**EXERCISE OBJECTIVE**
Output range, inclusive: from the line containing "return ValidationStatus::MissingFile;" to the line containing "not yet checked.". Restate those lines from the data below word for word and only those.

**EXTRACTED MATERIAL**
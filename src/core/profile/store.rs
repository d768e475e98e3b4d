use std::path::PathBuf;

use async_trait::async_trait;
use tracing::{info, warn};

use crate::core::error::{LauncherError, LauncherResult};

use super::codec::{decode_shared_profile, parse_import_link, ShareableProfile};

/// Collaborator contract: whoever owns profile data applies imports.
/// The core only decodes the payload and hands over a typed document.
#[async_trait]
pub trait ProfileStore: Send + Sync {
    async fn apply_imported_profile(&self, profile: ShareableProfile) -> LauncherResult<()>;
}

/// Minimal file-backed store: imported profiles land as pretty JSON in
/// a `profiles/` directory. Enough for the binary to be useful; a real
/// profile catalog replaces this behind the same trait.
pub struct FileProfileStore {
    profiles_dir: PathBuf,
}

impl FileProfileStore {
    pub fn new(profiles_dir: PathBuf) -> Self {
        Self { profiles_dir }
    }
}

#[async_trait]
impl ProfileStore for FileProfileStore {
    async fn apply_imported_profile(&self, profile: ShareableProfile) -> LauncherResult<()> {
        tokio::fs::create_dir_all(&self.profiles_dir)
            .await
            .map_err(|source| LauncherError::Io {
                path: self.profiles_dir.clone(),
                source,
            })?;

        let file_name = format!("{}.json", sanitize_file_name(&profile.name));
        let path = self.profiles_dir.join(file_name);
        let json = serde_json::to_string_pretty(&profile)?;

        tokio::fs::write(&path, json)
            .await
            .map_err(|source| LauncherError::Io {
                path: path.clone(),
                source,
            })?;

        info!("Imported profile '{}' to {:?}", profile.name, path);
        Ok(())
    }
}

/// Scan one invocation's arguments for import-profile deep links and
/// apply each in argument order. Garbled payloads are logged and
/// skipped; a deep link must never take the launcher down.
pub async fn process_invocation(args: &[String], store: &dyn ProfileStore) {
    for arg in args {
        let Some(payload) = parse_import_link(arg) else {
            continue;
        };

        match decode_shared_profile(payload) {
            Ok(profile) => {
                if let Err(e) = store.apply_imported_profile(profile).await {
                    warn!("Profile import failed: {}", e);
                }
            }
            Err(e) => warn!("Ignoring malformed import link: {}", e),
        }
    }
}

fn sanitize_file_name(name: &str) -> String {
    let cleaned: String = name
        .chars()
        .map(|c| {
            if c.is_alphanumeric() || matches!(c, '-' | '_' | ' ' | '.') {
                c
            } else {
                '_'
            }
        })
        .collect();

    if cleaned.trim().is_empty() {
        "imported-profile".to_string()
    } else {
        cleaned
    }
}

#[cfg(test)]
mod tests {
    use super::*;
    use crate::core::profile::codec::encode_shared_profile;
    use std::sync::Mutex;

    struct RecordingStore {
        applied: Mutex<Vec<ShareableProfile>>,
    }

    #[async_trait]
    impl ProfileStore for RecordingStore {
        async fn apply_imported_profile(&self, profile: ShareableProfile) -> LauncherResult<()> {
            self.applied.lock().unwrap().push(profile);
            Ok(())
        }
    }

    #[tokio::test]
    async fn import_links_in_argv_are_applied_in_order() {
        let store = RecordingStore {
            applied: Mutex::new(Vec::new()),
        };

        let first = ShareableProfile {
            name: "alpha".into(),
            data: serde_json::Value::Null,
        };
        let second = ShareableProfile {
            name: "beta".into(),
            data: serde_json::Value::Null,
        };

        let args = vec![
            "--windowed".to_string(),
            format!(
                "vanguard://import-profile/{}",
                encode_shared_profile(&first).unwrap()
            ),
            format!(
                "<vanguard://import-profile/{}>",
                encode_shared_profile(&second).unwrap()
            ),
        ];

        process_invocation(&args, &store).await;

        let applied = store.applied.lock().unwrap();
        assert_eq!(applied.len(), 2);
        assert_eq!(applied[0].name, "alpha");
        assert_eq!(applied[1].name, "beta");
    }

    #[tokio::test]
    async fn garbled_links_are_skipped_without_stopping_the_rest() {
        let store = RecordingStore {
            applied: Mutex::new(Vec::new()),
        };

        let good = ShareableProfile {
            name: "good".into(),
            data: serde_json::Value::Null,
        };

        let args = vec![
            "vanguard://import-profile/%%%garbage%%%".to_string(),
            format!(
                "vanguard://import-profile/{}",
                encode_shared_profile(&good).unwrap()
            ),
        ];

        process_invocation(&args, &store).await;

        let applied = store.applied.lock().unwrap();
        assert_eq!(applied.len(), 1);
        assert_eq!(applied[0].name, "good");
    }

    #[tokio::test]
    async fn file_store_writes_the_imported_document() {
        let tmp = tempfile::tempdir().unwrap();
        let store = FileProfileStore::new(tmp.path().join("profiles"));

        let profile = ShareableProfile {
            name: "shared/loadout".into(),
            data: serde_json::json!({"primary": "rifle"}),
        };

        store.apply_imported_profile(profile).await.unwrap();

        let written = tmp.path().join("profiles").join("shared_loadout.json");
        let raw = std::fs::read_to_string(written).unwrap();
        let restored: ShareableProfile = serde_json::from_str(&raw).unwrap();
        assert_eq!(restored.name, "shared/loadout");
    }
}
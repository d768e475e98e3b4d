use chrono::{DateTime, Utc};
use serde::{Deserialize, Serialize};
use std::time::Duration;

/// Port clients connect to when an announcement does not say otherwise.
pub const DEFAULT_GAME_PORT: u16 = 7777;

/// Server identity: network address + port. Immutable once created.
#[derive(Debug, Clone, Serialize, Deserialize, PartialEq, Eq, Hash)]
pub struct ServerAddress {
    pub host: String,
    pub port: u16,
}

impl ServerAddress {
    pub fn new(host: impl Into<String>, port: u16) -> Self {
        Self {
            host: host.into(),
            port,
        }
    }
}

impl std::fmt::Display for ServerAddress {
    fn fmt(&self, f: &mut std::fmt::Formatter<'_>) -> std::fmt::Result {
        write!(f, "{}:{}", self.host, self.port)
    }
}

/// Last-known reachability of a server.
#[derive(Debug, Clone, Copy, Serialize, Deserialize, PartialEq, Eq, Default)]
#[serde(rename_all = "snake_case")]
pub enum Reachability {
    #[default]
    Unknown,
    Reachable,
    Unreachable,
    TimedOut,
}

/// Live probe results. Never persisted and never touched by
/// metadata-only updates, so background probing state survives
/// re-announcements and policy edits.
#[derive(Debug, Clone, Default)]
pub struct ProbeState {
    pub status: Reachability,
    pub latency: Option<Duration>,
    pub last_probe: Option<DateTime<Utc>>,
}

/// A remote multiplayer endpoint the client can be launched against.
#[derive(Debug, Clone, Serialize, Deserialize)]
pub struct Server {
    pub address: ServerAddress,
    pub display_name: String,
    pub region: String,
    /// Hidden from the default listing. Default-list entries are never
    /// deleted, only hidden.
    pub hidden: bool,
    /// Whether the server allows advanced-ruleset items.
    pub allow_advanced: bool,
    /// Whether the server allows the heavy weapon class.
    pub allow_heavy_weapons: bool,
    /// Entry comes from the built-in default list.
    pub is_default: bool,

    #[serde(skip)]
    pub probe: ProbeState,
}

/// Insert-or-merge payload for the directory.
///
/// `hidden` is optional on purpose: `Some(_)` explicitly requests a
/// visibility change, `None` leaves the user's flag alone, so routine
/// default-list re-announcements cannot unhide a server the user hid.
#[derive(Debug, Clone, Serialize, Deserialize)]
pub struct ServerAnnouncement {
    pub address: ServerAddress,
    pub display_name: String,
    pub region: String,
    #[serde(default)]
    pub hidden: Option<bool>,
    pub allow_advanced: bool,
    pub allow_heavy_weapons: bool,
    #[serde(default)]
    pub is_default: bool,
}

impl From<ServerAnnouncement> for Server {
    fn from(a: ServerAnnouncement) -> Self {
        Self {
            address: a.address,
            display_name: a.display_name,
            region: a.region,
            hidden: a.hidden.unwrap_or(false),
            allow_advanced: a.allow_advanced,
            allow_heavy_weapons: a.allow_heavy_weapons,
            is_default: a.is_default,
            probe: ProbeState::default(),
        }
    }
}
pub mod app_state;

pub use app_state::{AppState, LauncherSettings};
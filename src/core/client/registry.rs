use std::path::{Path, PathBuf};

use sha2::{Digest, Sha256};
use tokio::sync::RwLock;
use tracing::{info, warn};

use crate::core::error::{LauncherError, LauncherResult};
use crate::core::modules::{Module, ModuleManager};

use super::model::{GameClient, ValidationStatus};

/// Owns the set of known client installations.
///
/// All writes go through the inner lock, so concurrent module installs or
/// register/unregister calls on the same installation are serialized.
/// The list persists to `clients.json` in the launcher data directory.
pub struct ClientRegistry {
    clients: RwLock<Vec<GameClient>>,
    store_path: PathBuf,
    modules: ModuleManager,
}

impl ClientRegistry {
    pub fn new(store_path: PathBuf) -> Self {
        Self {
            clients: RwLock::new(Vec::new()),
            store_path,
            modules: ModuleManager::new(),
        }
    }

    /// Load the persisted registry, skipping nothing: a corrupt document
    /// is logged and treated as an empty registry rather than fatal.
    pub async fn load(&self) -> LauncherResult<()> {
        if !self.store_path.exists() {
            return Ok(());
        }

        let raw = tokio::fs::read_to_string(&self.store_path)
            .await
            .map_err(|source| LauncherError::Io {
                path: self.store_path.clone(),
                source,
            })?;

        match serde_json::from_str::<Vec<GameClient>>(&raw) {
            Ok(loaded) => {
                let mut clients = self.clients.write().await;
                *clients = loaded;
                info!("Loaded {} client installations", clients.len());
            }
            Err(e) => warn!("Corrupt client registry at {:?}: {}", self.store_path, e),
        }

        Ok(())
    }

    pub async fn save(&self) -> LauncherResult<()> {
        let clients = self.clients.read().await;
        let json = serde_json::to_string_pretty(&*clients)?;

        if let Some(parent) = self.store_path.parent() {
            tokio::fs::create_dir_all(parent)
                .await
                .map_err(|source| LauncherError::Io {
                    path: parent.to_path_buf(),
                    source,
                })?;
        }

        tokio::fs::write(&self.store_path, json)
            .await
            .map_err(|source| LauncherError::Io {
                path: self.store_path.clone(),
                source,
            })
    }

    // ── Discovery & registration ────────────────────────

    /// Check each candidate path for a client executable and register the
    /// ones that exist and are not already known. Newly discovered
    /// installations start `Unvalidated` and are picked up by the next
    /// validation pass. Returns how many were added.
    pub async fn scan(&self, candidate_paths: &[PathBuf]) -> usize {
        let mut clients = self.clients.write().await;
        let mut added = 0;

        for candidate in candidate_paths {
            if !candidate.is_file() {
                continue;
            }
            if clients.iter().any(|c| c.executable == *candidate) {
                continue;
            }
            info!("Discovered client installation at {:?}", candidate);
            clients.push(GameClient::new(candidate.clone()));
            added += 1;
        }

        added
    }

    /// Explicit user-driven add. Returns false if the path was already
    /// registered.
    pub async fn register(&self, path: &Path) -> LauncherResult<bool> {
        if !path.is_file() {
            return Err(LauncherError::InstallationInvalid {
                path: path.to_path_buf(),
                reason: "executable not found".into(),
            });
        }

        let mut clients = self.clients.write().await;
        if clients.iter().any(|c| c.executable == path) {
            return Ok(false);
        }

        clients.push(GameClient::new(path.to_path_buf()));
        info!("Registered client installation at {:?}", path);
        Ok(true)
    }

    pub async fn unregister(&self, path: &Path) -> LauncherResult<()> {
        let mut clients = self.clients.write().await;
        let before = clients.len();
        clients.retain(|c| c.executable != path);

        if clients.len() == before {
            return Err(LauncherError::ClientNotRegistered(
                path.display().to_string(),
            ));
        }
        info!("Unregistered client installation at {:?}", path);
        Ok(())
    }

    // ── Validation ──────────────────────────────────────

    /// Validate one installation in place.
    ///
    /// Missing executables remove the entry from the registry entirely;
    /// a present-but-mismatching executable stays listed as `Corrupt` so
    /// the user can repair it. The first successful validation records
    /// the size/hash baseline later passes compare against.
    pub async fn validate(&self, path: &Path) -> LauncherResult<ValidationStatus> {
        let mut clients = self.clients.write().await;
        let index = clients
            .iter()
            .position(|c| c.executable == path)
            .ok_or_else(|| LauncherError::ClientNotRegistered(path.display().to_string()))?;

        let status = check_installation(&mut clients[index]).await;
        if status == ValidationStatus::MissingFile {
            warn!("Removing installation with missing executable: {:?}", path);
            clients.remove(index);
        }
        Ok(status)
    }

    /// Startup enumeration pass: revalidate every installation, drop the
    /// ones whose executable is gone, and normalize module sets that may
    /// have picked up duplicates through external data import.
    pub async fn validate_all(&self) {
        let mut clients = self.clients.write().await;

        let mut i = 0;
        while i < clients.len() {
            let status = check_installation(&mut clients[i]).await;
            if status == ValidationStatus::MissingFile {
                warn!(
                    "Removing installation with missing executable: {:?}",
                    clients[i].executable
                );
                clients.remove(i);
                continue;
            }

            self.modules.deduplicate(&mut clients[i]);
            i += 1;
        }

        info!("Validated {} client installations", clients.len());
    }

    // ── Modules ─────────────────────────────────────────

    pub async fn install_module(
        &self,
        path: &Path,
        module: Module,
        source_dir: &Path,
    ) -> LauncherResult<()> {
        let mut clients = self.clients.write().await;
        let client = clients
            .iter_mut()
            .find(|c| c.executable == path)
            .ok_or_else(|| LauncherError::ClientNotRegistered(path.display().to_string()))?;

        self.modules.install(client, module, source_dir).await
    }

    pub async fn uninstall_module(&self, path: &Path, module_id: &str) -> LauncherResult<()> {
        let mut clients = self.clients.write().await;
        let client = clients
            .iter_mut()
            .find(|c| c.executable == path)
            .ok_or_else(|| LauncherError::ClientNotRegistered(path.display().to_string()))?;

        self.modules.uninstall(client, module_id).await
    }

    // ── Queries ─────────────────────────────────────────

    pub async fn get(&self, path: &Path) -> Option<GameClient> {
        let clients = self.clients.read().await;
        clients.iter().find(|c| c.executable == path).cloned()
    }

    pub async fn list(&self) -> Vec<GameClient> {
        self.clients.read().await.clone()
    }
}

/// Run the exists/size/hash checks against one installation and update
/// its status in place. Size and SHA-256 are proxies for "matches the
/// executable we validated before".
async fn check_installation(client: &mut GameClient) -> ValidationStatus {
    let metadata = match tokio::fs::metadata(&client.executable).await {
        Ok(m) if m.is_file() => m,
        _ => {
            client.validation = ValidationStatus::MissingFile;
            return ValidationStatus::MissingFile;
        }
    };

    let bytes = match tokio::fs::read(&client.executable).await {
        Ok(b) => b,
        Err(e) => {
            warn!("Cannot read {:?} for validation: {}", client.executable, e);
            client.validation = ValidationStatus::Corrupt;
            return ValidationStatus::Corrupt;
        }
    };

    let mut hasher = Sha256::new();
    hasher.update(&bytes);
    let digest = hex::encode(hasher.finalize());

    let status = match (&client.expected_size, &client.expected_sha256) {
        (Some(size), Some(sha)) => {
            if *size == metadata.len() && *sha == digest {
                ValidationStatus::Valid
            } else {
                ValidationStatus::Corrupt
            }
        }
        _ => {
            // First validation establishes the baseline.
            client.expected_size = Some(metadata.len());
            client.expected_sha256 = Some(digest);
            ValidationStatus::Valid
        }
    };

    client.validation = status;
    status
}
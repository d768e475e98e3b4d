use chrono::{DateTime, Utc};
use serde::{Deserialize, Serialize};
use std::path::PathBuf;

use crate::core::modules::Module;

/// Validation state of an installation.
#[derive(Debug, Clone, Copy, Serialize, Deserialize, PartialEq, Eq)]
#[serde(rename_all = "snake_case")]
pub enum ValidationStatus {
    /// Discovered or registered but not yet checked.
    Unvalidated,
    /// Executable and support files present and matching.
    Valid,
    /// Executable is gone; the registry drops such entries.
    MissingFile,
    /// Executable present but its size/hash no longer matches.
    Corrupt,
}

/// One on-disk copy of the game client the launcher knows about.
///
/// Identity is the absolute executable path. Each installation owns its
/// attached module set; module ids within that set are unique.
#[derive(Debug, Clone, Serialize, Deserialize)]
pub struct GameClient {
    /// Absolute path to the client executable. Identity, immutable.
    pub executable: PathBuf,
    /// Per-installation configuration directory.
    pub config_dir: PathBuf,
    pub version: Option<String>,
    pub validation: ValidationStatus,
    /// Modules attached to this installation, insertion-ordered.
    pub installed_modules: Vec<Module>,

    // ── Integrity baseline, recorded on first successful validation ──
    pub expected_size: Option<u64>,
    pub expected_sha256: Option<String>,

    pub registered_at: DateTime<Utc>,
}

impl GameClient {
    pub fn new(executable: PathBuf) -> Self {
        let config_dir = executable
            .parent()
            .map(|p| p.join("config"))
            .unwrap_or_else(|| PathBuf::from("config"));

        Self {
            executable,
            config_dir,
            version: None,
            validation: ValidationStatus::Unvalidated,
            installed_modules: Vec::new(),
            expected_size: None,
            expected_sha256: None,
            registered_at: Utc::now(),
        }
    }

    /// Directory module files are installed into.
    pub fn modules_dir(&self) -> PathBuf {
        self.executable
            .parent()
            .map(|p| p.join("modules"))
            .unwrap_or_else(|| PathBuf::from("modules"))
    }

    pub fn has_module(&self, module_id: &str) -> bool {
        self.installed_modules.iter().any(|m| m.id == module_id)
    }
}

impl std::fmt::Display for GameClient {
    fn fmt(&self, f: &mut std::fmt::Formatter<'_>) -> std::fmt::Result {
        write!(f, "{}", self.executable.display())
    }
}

**REPLY**
            return ValidationStatus::MissingFile;
        }
    };

    let bytes = match tokio::fs::read(&client.executable).await {
        Ok(b) => b,
        Err(e) => {
            warn!("Cannot read {:?} for validation: {}", client.executable, e);
            client.validation = ValidationStatus::Corrupt;
            return ValidationStatus::Corrupt;
        }
    };

    let mut hasher = Sha256::new();
    hasher.update(&bytes);
    let digest = hex::encode(hasher.finalize());

    let status = match (&client.expected_size, &client.expected_sha256) {
        (Some(size), Some(sha)) => {
            if *size == metadata.len() && *sha == digest {
                ValidationStatus::Valid
            } else {
                ValidationStatus::Corrupt
            }
        }
        _ => {
            // First validation establishes the baseline.
            client.expected_size = Some(metadata.len());
            client.expected_sha256 = Some(digest);
            ValidationStatus::Valid
        }
    };

    client.validation = status;
    status
}
repository d768e475e98e3b4d
use chrono::{DateTime, Utc};
use serde::{Deserialize, Serialize};
use std::path::PathBuf;

use crate::core::modules::Module;

/// Validation state of an installation.
#[derive(Debug, Clone, Copy, Serialize, Deserialize, PartialEq, Eq)]
#[serde(rename_all = "snake_case")]
pub enum ValidationStatus {
    /// Discovered or registered but not yet checked.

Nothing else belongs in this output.